Citrus-Braised Pork - cooking recipe

Ingredients
    2 cups orange juice
    1 yellow onion, sliced
    1/2 cup freshly squeezed lime juice
    1/2 cup extra-virgin olive oil
    10 cloves garlic, smashed
    2 tablespoons dark brown sugar
    1 1/2 tablespoons kosher salt
    1 tablespoon dried oregano
    1 tablespoon ground cumin
    2 teaspoons freshly grated lime zest
    2 teaspoons freshly ground black pepper
    2 dried bay leaves
    3 1/2 pounds bone-in pork shoulder roast
Preparation
    Mix orange juice, onion, lime juice, olive oil, garlic, brown sugar, salt, oregano, cumin, lime zest, pepper, and bay leaves in a heavy Dutch oven.
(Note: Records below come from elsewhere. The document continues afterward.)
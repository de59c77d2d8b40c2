use argh::FromArgs;
use crl_stats::CompatMode;
use gamestate::GameOptions;
use gamestate_traits::Skill;

/// CLI options for the game-exe
#[derive(Debug, Clone, FromArgs)]
pub struct CLIOptions {
    /// verbose level: off, error, warn, info, debug
    #[argh(option)]
    pub verbose: Option<log::LevelFilter>,
    /// path to the game resource directory
    #[argh(option, default = "Default::default()")]
    pub iwad: String,
    /// disable monsters
    #[argh(option, default = "false")]
    pub no_monsters: bool,
    /// start a deathmatch game
    #[argh(option, default = "false")]
    pub deathmatch: bool,
    /// set the game skill, 0-4 (0: easiest, 4: hardest)
    #[argh(option)]
    pub skill: Option<Skill>,
    /// select episode
    #[argh(option)]
    pub episode: Option<usize>,
    /// select level in episode
    #[argh(option)]
    pub map: Option<usize>,
    /// classify counters against extended limits instead of vanilla
    #[argh(option)]
    pub extended_limits: Option<bool>,
    /// skip the built-in attract demos
    #[argh(option)]
    pub no_internal_demos: Option<bool>,
    /// run the game loop without any drawing, for comparative timing
    #[argh(option, default = "false")]
    pub nodrawers: bool,
}

impl From<CLIOptions> for GameOptions {
    fn from(g: CLIOptions) -> Self {
        GameOptions {
            iwad: g.iwad,
            no_monsters: g.no_monsters,
            deathmatch: g.deathmatch,
            skill: g.skill.unwrap_or_default(),
            episode: g.episode.unwrap_or(1),
            map: g.map.unwrap_or(1),
            autostart: g.episode.is_some() || g.map.is_some(),
            compat_mode: if g.extended_limits.unwrap_or(false) {
                CompatMode::Extended
            } else {
                CompatMode::Vanilla
            },
            internal_demos: !g.no_internal_demos.unwrap_or(false),
            verbose: g.verbose.unwrap_or(log::LevelFilter::Warn),
            ..GameOptions::default()
        }
    }
}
Add pork shoulder; turn to coat. Cover and marinate in the refrigerator, 4 hours to overnight.
    Preheat oven to 325 degrees F (165 degrees C). Remove Dutch oven from the refrigerator and cover tightly with aluminum foil.
    Bake pork in the preheated oven until heated through, about 1 1/2 hours. Flip pork carefully. Replace foil and bake for 1 hour more. Remove aluminum foil. Continue baking uncovered, turning once halfway through, until pork falls apart and marinade is reduced, 1 1/2 to 2 hours.
    Remove pork from oven and let rest for 20 minutes. Shred pork in the Dutch oven using 2 forks; mix shredded pork with the reduced marinade. Discard bay leaves.